Project Vision’s main objective is to bridge the gap between demand and supply of corneas. India collected around 53,000 corneas in 2019, as against a demand of 140,000 annually.

“We have so far organised more than 6,000 cataract operations for free. Our Rural Eye Care campus also reaches out to people who require rehabilitation support,” he said.

Father Kannanthanam, who is also secretary Catholic Hospitals of India, said that about 20 percent of all visually challenged people could see again with a corneal transplant. “So, it is important to increase cornea collection,” he said.

The Pastoral Conference of the North Eastern States, many religious congregations, bishops and dioceses have made resolutions to support eye donation.

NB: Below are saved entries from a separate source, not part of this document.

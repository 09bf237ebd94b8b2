//! The template model: a polymorphic contract over per-atom identity
//! predicates, pairwise distance ranges, and cross-atom coherence checks,
//! plus the Tess concrete variant and its record parser.

mod error;
mod parser;
mod residue;
mod template;
mod tess_atom;
mod tess_template;

pub use error::TemplateError;
pub use residue::expand_one_letter_code;
pub use template::Template;
pub use tess_atom::TessAtom;
pub use tess_template::TessTemplate;
use thiserror::Error;

/// A template-library parse failure. Unlike a single malformed `ATOM` record
/// in a molecule (which is skipped in place), a malformed template record
/// invalidates the whole template it belongs to.
#[derive(Debug, Error)]
pub enum TemplateError {
    #[error("I/O error: {0}")]
    Io(#[from] std::io::Error),
    #[error("malformed template record: {line}")]
    MalformedTemplateLine { line: String },
    #[error("unknown single-letter residue code '{code}'")]
    UnknownResidueCode { code: char },
    #[error("unbalanced parentheses in alternates block: {line}")]
    UnbalancedParens { line: String },
    #[error("atom name alternate longer than 4 characters: '{name}'")]
    AtomNameTooLong { name: String },
    #[error("template has no atoms")]
    EmptyTemplate,
}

“About six parishes in Bangalore Archdiocese have already become fully eye-pledged parishes,” he said.

 “Another major goal is to develop facilities for visually challenged persons to sustain themselves,” he said.  

Father Jijo Kandamkulam organising a Blind Walk in Macau, China 2019. (Photo provided)

Soy Joseph, a legal consultant who works for visually challenged in southern states of Tamil Nadu and Kerala, said: “We get people to sponsor items sold by the visually challenged so that they are able afford a decent living.” 

He said about 90 percent of blind people in India live below the poverty line.

During the 2014 Chennai floods Project Vision helped repair the damaged houses of 150 families of the visually challenged.

“We spread awareness on the issue on eye donation through blind walks which entails a short walk wherein a visually challenged leads people with sight but blindfolded so that they get a feel of sightlessness,” he said.

“Both Tamil Nadu and Kerala have a toll-free number — 104 — that anyone can call for any kind health support or even to donate or pledge their eyes,” Joseph said.

“We also organize tournaments and competitions for the visually challenged,” he said.  

Blind students are taught free in Tamil Nadu government colleges. So, they are encouraged to study.



Kasimani Chinnan, vice president of the National Federation of Blind, who teaches vocational courses in a government school for persons with visual disabilities, said “we teach them computers, web designing and many other vocational courses.”

“Our students are working in Infosys and other IT companies. The visually challenged are second to none, they are very meticulous in what they do,” said Chinnan, a post graduate in English literature, who lost vision in childhood due to small pox.

To mark the World Sight Day, Oct. 8, Project Vision launched a global speech competition: “Voice of the Eye”.

Anyone can send in a 90-second recorded speech on the theme “an appeal for eye donation” and the best entries from each state or country will then come live on a virtual platform and compete for a prize on Dec. 3, International Day of Persons with Disabilities. Anyone can participate by registering in www.theprojectvision.org. The purpose is to get more and more people to know and talk about eye donation. One can also pledge one’s eyes through the website, added Father Kannanthanam.